TOKYO : L’indice boursier Nikkei japonais a franchi pour la première fois mercredi le niveau clé de 51 000 yens, soutenu par l’optimisme des investisseurs quant aux investissements dans le secteur de l’intelligence artificielle.
L’indice Nikkei 225, à forte composante technologique, a augmenté de 2,05% pour atteindre un niveau sans précédent de 51 249,82 à la pause de midi. L’indice a dépassé les 50 000, une barrière psychologique importante, lundi.
La force du yen a pesé sur la plupart des valeurs non technologiques et l’indice global TOPIX a augmenté de moins de 0,1 %.
Advantest, qui fournit d’importants équipements de test de puces aux grandes entreprises technologiques, a grimpé de plus de 20 % après avoir relevé d’un quart ses prévisions de bénéfices pour l’ensemble de l’année, alors que la demande augmentait.
« Des actions comme Advantest et SoftBank Group sont essentiellement le moteur du marché boursier », a déclaré Wataru Akiyama, stratège chez Nomura Securities. « On ne sait pas combien de temps cela va durer. Une fois la première vague passée, la dynamique haussière pourrait s’affaiblir. »
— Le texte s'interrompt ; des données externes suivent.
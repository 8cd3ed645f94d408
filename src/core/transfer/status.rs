//! Transfer status values reported by the telephony platform.

use serde::{Deserialize, Serialize};
use std::fmt;

/// Lifecycle status of a live transfer.
///
/// `Pending` is set locally when a transfer starts; every other value arrives
/// through the per-leg and dial-outcome callbacks.
#[derive(Debug, Clone, Copy, PartialEq, Eq, Hash, Serialize, Deserialize)]
#[serde(rename_all = "kebab-case")]
pub enum TransferStatus {
    Pending,
    Queued,
    Ringing,
    InProgress,
    Initiated,
    Answered,
    Completed,
    Busy,
    NoAnswer,
    Failed,
}

impl TransferStatus {
    /// Parse a platform status string. Unknown values yield `None`.
    pub fn parse(s: &str) -> Option<Self> {
        match s.trim().to_ascii_lowercase().as_str() {
            "pending" => Some(Self::Pending),
            "queued" => Some(Self::Queued),
            "ringing" => Some(Self::Ringing),
            "in-progress" | "in_progress" => Some(Self::InProgress),
            "initiated" => Some(Self::Initiated),
            "answered" => Some(Self::Answered),
            "completed" => Some(Self::Completed),
            "busy" => Some(Self::Busy),
            "no-answer" | "no_answer" => Some(Self::NoAnswer),
            "failed" => Some(Self::Failed),
            _ => None,
        }
    }

    pub fn as_str(&self) -> &'static str {
        match self {
            Self::Pending => "pending",
            Self::Queued => "queued",
            Self::Ringing => "ringing",
            Self::InProgress => "in-progress",
            Self::Initiated => "initiated",
            Self::Answered => "answered",
            Self::Completed => "completed",
            Self::Busy => "busy",
            Self::NoAnswer => "no-answer",
            Self::Failed => "failed",
        }
    }

    /// The human answered or the bridged leg finished normally.
    pub fn is_success(&self) -> bool {
        matches!(self, Self::Answered | Self::Completed)
    }

    /// The destination could not be reached.
    pub fn is_failure(&self) -> bool {
        matches!(self, Self::Busy | Self::NoAnswer | Self::Failed)
    }

    /// Whether waiting for this transfer can stop.
    pub fn is_terminal(&self) -> bool {
        self.is_success() || self.is_failure()
    }
}

impl fmt::Display for TransferStatus {
    fn fmt(&self, f: &mut fmt::Formatter<'_>) -> fmt::Result {
        f.write_str(self.as_str())
    }
}
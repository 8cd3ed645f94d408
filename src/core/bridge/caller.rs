//! Caller transport messages (telephony media stream).
//!
//! Inbound messages are JSON objects tagged by `event`. Outbound audio,
//! marks and clears are queued on a [`CallerLink`]; the WebSocket handler
//! drains the queue into the socket.

use std::collections::HashMap;

use serde::{Deserialize, Deserializer, Serialize};
use tokio::sync::mpsc;

use super::error::BridgeError;

/// Name carried by every outbound mark.
pub const MARK_NAME: &str = "part";

// =============================================================================
// Inbound
// =============================================================================

/// Message received from the caller transport.
#[derive(Debug, Clone, Deserialize)]
#[serde(tag = "event", rename_all = "lowercase")]
pub enum CallerInbound {
    Connected,
    Start { start: StartPayload },
    Media { media: MediaPayload },
    Mark,
    Stop,
    #[serde(other)]
    Other,
}

#[derive(Debug, Clone, Deserialize)]
pub struct StartPayload {
    #[serde(rename = "streamSid")]
    pub stream_sid: String,
    #[serde(rename = "callSid", default)]
    pub call_sid: Option<String>,
    /// `<Parameter>` values set by the call origination webhook
    #[serde(rename = "customParameters", default)]
    pub custom_parameters: HashMap<String, String>,
}

#[derive(Debug, Clone, Deserialize)]
pub struct MediaPayload {
    /// Stream-clock milliseconds
    #[serde(default, deserialize_with = "de_timestamp")]
    pub timestamp: u64,
    /// Base64 audio
    pub payload: String,
}

/// The platform sends the timestamp as a decimal string; numbers are accepted too.
fn de_timestamp<'de, D>(deserializer: D) -> Result<u64, D::Error>
where
    D: Deserializer<'de>,
{
    #[derive(Deserialize)]
    #[serde(untagged)]
    enum Raw {
        Number(u64),
        Text(String),
    }

    match Raw::deserialize(deserializer)? {
        Raw::Number(n) => Ok(n),
        Raw::Text(s) => s.trim().parse().map_err(serde::de::Error::custom),
    }
}

// =============================================================================
// Outbound
// =============================================================================

/// Message sent to the caller transport.
#[derive(Debug, Clone, PartialEq, Eq, Serialize)]
#[serde(tag = "event", rename_all = "lowercase")]
pub enum CallerOutbound {
    Media {
        #[serde(rename = "streamSid")]
        stream_sid: String,
        media: OutboundMedia,
    },
    Mark {
        #[serde(rename = "streamSid")]
        stream_sid: String,
        mark: OutboundMark,
    },
    Clear {
        #[serde(rename = "streamSid")]
        stream_sid: String,
    },
}

#[derive(Debug, Clone, PartialEq, Eq, Serialize)]
pub struct OutboundMedia {
    pub payload: String,
}

#[derive(Debug, Clone, PartialEq, Eq, Serialize)]
pub struct OutboundMark {
    pub name: String,
}

impl CallerOutbound {
    pub fn media(stream_sid: &str, payload: String) -> Self {
        Self::Media {
            stream_sid: stream_sid.to_string(),
            media: OutboundMedia { payload },
        }
    }

    pub fn mark(stream_sid: &str) -> Self {
        Self::Mark {
            stream_sid: stream_sid.to_string(),
            mark: OutboundMark {
                name: MARK_NAME.to_string(),
            },
        }
    }

    pub fn clear(stream_sid: &str) -> Self {
        Self::Clear {
            stream_sid: stream_sid.to_string(),
        }
    }
}

/// Sending half of the caller transport.
#[derive(Clone, Debug)]
pub struct CallerLink {
    tx: mpsc::Sender<CallerOutbound>,
}

impl CallerLink {
    pub fn channel(capacity: usize) -> (Self, mpsc::Receiver<CallerOutbound>) {
        let (tx, rx) = mpsc::channel(capacity);
        (Self { tx }, rx)
    }

    /// Queue a message; fails once the transport writer has gone away.
    pub async fn send(&self, message: CallerOutbound) -> Result<(), BridgeError> {
        self.tx
            .send(message)
            .await
            .map_err(|_| BridgeError::CallerClosed)
    }
}

#[cfg(test)]
mod tests {
    use super::*;
    use serde_json::{Value, json};

    #[test]
    fn test_parse_start() {
        let msg: CallerInbound = serde_json::from_value(json!({
            "event": "start",
            "sequenceNumber": "1",
            "start": {
                "streamSid": "MZ1",
                "callSid": "CA1",
                "accountSid": "AC1",
                "tracks": ["inbound"],
                "customParameters": {"caller_phone": "+14155550001", "call_sid": "CA1"}
            },
            "streamSid": "MZ1"
        }))
        .unwrap();

        match msg {
            CallerInbound::Start { start } => {
                assert_eq!(start.stream_sid, "MZ1");
                assert_eq!(start.call_sid.as_deref(), Some("CA1"));
                assert_eq!(start.custom_parameters["caller_phone"], "+14155550001");
            }
            other => panic!("unexpected {other:?}"),
        }
    }

    #[test]
    fn test_parse_media_string_and_number_timestamp() {
        for timestamp in [json!("1234"), json!(1234)] {
            let msg: CallerInbound = serde_json::from_value(json!({
                "event": "media",
                "media": {"track": "inbound", "chunk": "2", "timestamp": timestamp, "payload": "AAAA"},
                "streamSid": "MZ1"
            }))
            .unwrap();
            match msg {
                CallerInbound::Media { media } => {
                    assert_eq!(media.timestamp, 1234);
                    assert_eq!(media.payload, "AAAA");
                }
                other => panic!("unexpected {other:?}"),
            }
        }
    }

    #[test]
    fn test_parse_mark_stop_and_unknown() {
        let mark: CallerInbound =
            serde_json::from_str(r#"{"event":"mark","streamSid":"MZ1","mark":{"name":"part"}}"#)
                .unwrap();
        assert!(matches!(mark, CallerInbound::Mark));

        let stop: CallerInbound = serde_json::from_str(r#"{"event":"stop","stop":{}}"#).unwrap();
        assert!(matches!(stop, CallerInbound::Stop));

        let dtmf: CallerInbound =
            serde_json::from_str(r#"{"event":"dtmf","dtmf":{"digit":"1"}}"#).unwrap();
        assert!(matches!(dtmf, CallerInbound::Other));
    }

    #[test]
    fn test_outbound_shapes() {
        let media: Value =
            serde_json::to_value(CallerOutbound::media("MZ1", "AAAA".to_string())).unwrap();
        assert_eq!(
            media,
            json!({"event": "media", "streamSid": "MZ1", "media": {"payload": "AAAA"}})
        );

        let mark: Value = serde_json::to_value(CallerOutbound::mark("MZ1")).unwrap();
        assert_eq!(
            mark,
            json!({"event": "mark", "streamSid": "MZ1", "mark": {"name": "part"}})
        );

        let clear: Value = serde_json::to_value(CallerOutbound::clear("MZ1")).unwrap();
        assert_eq!(clear, json!({"event": "clear", "streamSid": "MZ1"}));
    }

    #[tokio::test]
    async fn test_link_send_fails_after_writer_gone() {
        let (link, rx) = CallerLink::channel(1);
        drop(rx);
        assert!(matches!(
            link.send(CallerOutbound::clear("MZ1")).await,
            Err(BridgeError::CallerClosed)
        ));
    }
}
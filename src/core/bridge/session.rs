//! Bridge session: one call, two relay loops.
//!
//! The caller loop feeds caller audio to the model and tracks the stream
//! identity. The model loop plays assistant audio back to the caller,
//! handles interruptions and dispatches tool calls. Both loops are polled
//! concurrently on the same task and the session ends as soon as either
//! ends.
//!
//! A transfer in flight is raced against the model event stream rather than
//! awaited, so model events keep draining while it rings. A stalled event
//! stream would back up the model connection and, through it, caller audio.

use std::sync::Arc;

use base64::Engine;
use base64::prelude::BASE64_STANDARD;
use futures::{Stream, StreamExt};
use tokio::sync::mpsc;

use super::caller::{CallerInbound, CallerLink, CallerOutbound, MARK_NAME, StartPayload};
use super::dispatcher::{PendingTransfer, ToolContext, ToolDispatcher, TransferOutcome};
use super::error::BridgeError;
use super::interruption::handle_interruption;
use super::state::{CallIdentity, CallState};
use crate::core::realtime::{ClientEvent, ModelLink, ServerEvent};
use crate::core::session::caller_metadata_update;

/// Custom stream parameter carrying the trusted caller number.
pub const CALLER_PHONE_PARAM: &str = "caller_phone";

/// Custom stream parameter carrying the call id, used when `start` omits it.
pub const CALL_SID_PARAM: &str = "call_sid";

pub struct BridgeSession {
    state: Arc<CallState>,
    dispatcher: ToolDispatcher,
    model: ModelLink,
    caller: CallerLink,
}

impl BridgeSession {
    pub fn new(ctx: ToolContext, model: ModelLink, caller: CallerLink) -> Self {
        Self {
            state: Arc::new(CallState::new()),
            dispatcher: ToolDispatcher::new(ctx),
            model,
            caller,
        }
    }

    /// Shared handle to the call state, valid after the session ends.
    pub fn state(&self) -> Arc<CallState> {
        self.state.clone()
    }

    /// Relay until the caller disconnects, the model connection ends or the
    /// call is transferred. The model connection is closed on return.
    pub async fn run<S>(
        self,
        inbound: S,
        events: mpsc::Receiver<ServerEvent>,
    ) -> Result<(), BridgeError>
    where
        S: Stream<Item = String> + Unpin,
    {
        let BridgeSession {
            state,
            mut dispatcher,
            model,
            caller,
        } = self;

        let result = tokio::select! {
            _ = caller_loop(&state, &model, inbound) => Ok(()),
            result = model_loop(&state, &mut dispatcher, &model, &caller, events) => result,
        };

        model.close().await;

        let identity = state.identity();
        if state.transfer_in_flight() && !state.is_transferred() {
            // The platform ends the media stream when it redirects the call leg.
            let transfer_status = identity
                .call_sid
                .as_deref()
                .and_then(|call_sid| dispatcher.transfer_status(call_sid));
            tracing::info!(
                call_sid = ?identity.call_sid,
                transfer_status = ?transfer_status,
                "Caller leg ended while a transfer was in flight"
            );
        }
        match &result {
            Ok(()) => tracing::info!(
                call_sid = ?identity.call_sid,
                caller_phone = ?identity.caller_phone,
                transferred = state.is_transferred(),
                transfer_in_flight = state.transfer_in_flight(),
                "Bridge session ended"
            ),
            Err(e) => tracing::error!(
                call_sid = ?identity.call_sid,
                caller_phone = ?identity.caller_phone,
                "Bridge session aborted: {}", e
            ),
        }
        result
    }
}

// =============================================================================
// Caller -> Model
// =============================================================================

async fn caller_loop<S>(state: &CallState, model: &ModelLink, mut inbound: S)
where
    S: Stream<Item = String> + Unpin,
{
    while let Some(text) = inbound.next().await {
        let message = match serde_json::from_str::<CallerInbound>(&text) {
            Ok(message) => message,
            Err(e) => {
                tracing::warn!("Ignoring malformed caller message: {}", e);
                continue;
            }
        };

        match message {
            CallerInbound::Media { media } => {
                state.set_latest_timestamp(media.timestamp);
                if model.is_open() {
                    let append = ClientEvent::InputAudioBufferAppend {
                        audio: media.payload,
                    };
                    if let Err(e) = model.send(append).await {
                        tracing::debug!("Caller audio dropped: {}", e);
                    }
                }
            }
            CallerInbound::Start { start } => on_stream_start(state, model, start).await,
            CallerInbound::Mark => {
                state.pop_mark();
            }
            CallerInbound::Stop => {
                tracing::info!(stream_sid = ?state.stream_sid(), "Caller stream stopped");
                break;
            }
            CallerInbound::Connected | CallerInbound::Other => {}
        }
    }

    if model.is_open() {
        model.close().await;
    }
}

async fn on_stream_start(state: &CallState, model: &ModelLink, start: StartPayload) {
    let caller_phone = non_empty(start.custom_parameters.get(CALLER_PHONE_PARAM));
    let call_sid = start
        .call_sid
        .clone()
        .or_else(|| non_empty(start.custom_parameters.get(CALL_SID_PARAM)));

    state.attach_stream(CallIdentity {
        stream_sid: Some(start.stream_sid.clone()),
        call_sid: call_sid.clone(),
        caller_phone: caller_phone.clone(),
    });

    tracing::info!(
        stream_sid = %start.stream_sid,
        call_sid = ?call_sid,
        caller_phone = ?caller_phone,
        "Caller stream started"
    );
    if caller_phone.is_none() {
        tracing::warn!(stream_sid = %start.stream_sid, "Stream started without a caller phone");
    }

    if model.is_open() {
        let update = caller_metadata_update(
            caller_phone.as_deref(),
            call_sid.as_deref(),
            &start.stream_sid,
        );
        if let Err(e) = model.send(update).await {
            tracing::debug!("Caller metadata not delivered: {}", e);
        }
    }
}

fn non_empty(value: Option<&String>) -> Option<String> {
    value.map(|v| v.trim()).filter(|v| !v.is_empty()).map(str::to_string)
}

// =============================================================================
// Model -> Caller
// =============================================================================

async fn model_loop(
    state: &CallState,
    dispatcher: &mut ToolDispatcher,
    model: &ModelLink,
    caller: &CallerLink,
    mut events: mpsc::Receiver<ServerEvent>,
) -> Result<(), BridgeError> {
    let mut transfer: Option<PendingTransfer> = None;

    loop {
        let event = tokio::select! {
            event = events.recv() => match event {
                Some(event) => event,
                None => break,
            },
            outcome = transfer_outcome(&mut transfer) => {
                if let Some(pending) = transfer.take() {
                    tracing::debug!(call_id = %pending.call_id(), outcome = ?outcome, "Transfer settled");
                    dispatcher.finish_transfer(pending, outcome, state, model).await;
                }
                if state.is_transferred() {
                    model.close().await;
                    return Ok(());
                }
                continue;
            }
        };

        if state.is_transferred() {
            model.close().await;
            return Ok(());
        }

        log_event(&event);

        match event {
            ServerEvent::OutputAudioDelta { item_id, delta, .. } => {
                let Some(stream_sid) = state.stream_sid() else {
                    tracing::debug!("Audio before stream start dropped");
                    continue;
                };
                let audio = match ServerEvent::decode_audio_delta(&delta) {
                    Ok(audio) => audio,
                    Err(e) => {
                        tracing::warn!(item_id = %item_id, "Undecodable audio delta: {}", e);
                        continue;
                    }
                };

                let media = CallerOutbound::media(&stream_sid, BASE64_STANDARD.encode(audio));
                if caller.send(media).await.is_err() {
                    return Ok(());
                }

                if state.track_playback(&item_id) {
                    tracing::debug!(item_id = %item_id, start = state.playback_start(), "Assistant utterance started");
                }

                if caller.send(CallerOutbound::mark(&stream_sid)).await.is_err() {
                    return Ok(());
                }
                state.push_mark(MARK_NAME);
            }
            ServerEvent::SpeechStarted { .. } => {
                if let Some(timing) = state.check_interruption() {
                    tracing::debug!(
                        speaking_ms = timing.speaking_ms,
                        since_last_ms = timing.since_last_ms,
                        interrupt = timing.interrupt,
                        "Interruption check"
                    );
                    if timing.interrupt {
                        handle_interruption(model, caller, state.stream_sid().as_deref()).await;
                    }
                }
            }
            ServerEvent::OutputItemAdded { item, .. } if item.item_type == "function_call" => {
                if let (Some(call_id), Some(name)) = (item.call_id.as_deref(), item.name.as_deref()) {
                    dispatcher.track_call(call_id, name);
                }
            }
            ServerEvent::FunctionCallArgumentsDelta { call_id, delta, .. } => {
                dispatcher.append_arguments(&call_id, &delta);
            }
            ServerEvent::FunctionCallArgumentsDone { call_id, name, .. } => {
                if let Some(pending) = dispatcher
                    .complete(&call_id, name.as_deref(), state, model)
                    .await?
                {
                    tracing::debug!(call_sid = %pending.call_sid(), "Transfer pending");
                    transfer = Some(pending);
                }
            }
            ServerEvent::Error { error } => {
                tracing::error!(code = ?error.code, "Model error: {}", error.message);
            }
            ServerEvent::ResponseDone { response } => {
                tracing::info!(response_id = ?response.id, status = ?response.status, "Response done");
            }
            _ => {}
        }
    }

    tracing::info!("Model event stream ended");
    Ok(())
}

/// Resolves with the outcome of the transfer in flight; never resolves
/// when there is none.
async fn transfer_outcome(transfer: &mut Option<PendingTransfer>) -> TransferOutcome {
    match transfer {
        Some(pending) => pending.outcome().await,
        None => std::future::pending().await,
    }
}

fn log_event(event: &ServerEvent) {
    match event {
        ServerEvent::OutputAudioDelta { delta, .. } => {
            tracing::trace!(len = delta.len(), "Audio delta");
        }
        event if event.is_notable() => tracing::info!(event = event.event_type(), "Model event"),
        event => tracing::trace!(event = event.event_type(), "Model event"),
    }
}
Les trois principaux indices boursiers américains ont clôturé à des niveaux records après que Nvidia, le chouchou de l’IA, a annoncé qu’il développerait un supercalculateur d’intelligence artificielle pour le département américain de l’Énergie.
Le cours de l’action de Microsoft a grimpé après qu’OpenAI ait conclu un accord qui donne à Microsoft une participation de 27 % dans le fabricant ChatGPT tout en permettant à OpenAI de se réorganiser en une société d’utilité publique.
Le groupe japonais SoftBank, un investisseur majeur dans les puces et l’IA, a augmenté de 2,1%, ce qui en fait le deuxième leader de la moyenne Nikkei en termes de points d’indice. Lasertec, une autre grande entreprise de semi-conducteurs, a grimpé de 7,8 %.
Le nombre d’actions en hausse sur la moyenne du Nikkei était de 65 et le nombre d’actions en baisse était de 160. La plus forte baisse a été Nidec, qui a encore chuté de 7,3 % après avoir été marquée comme exclue par le Nikkei Shimbun, suivi de SHIFT, qui a chuté de 5,3 %.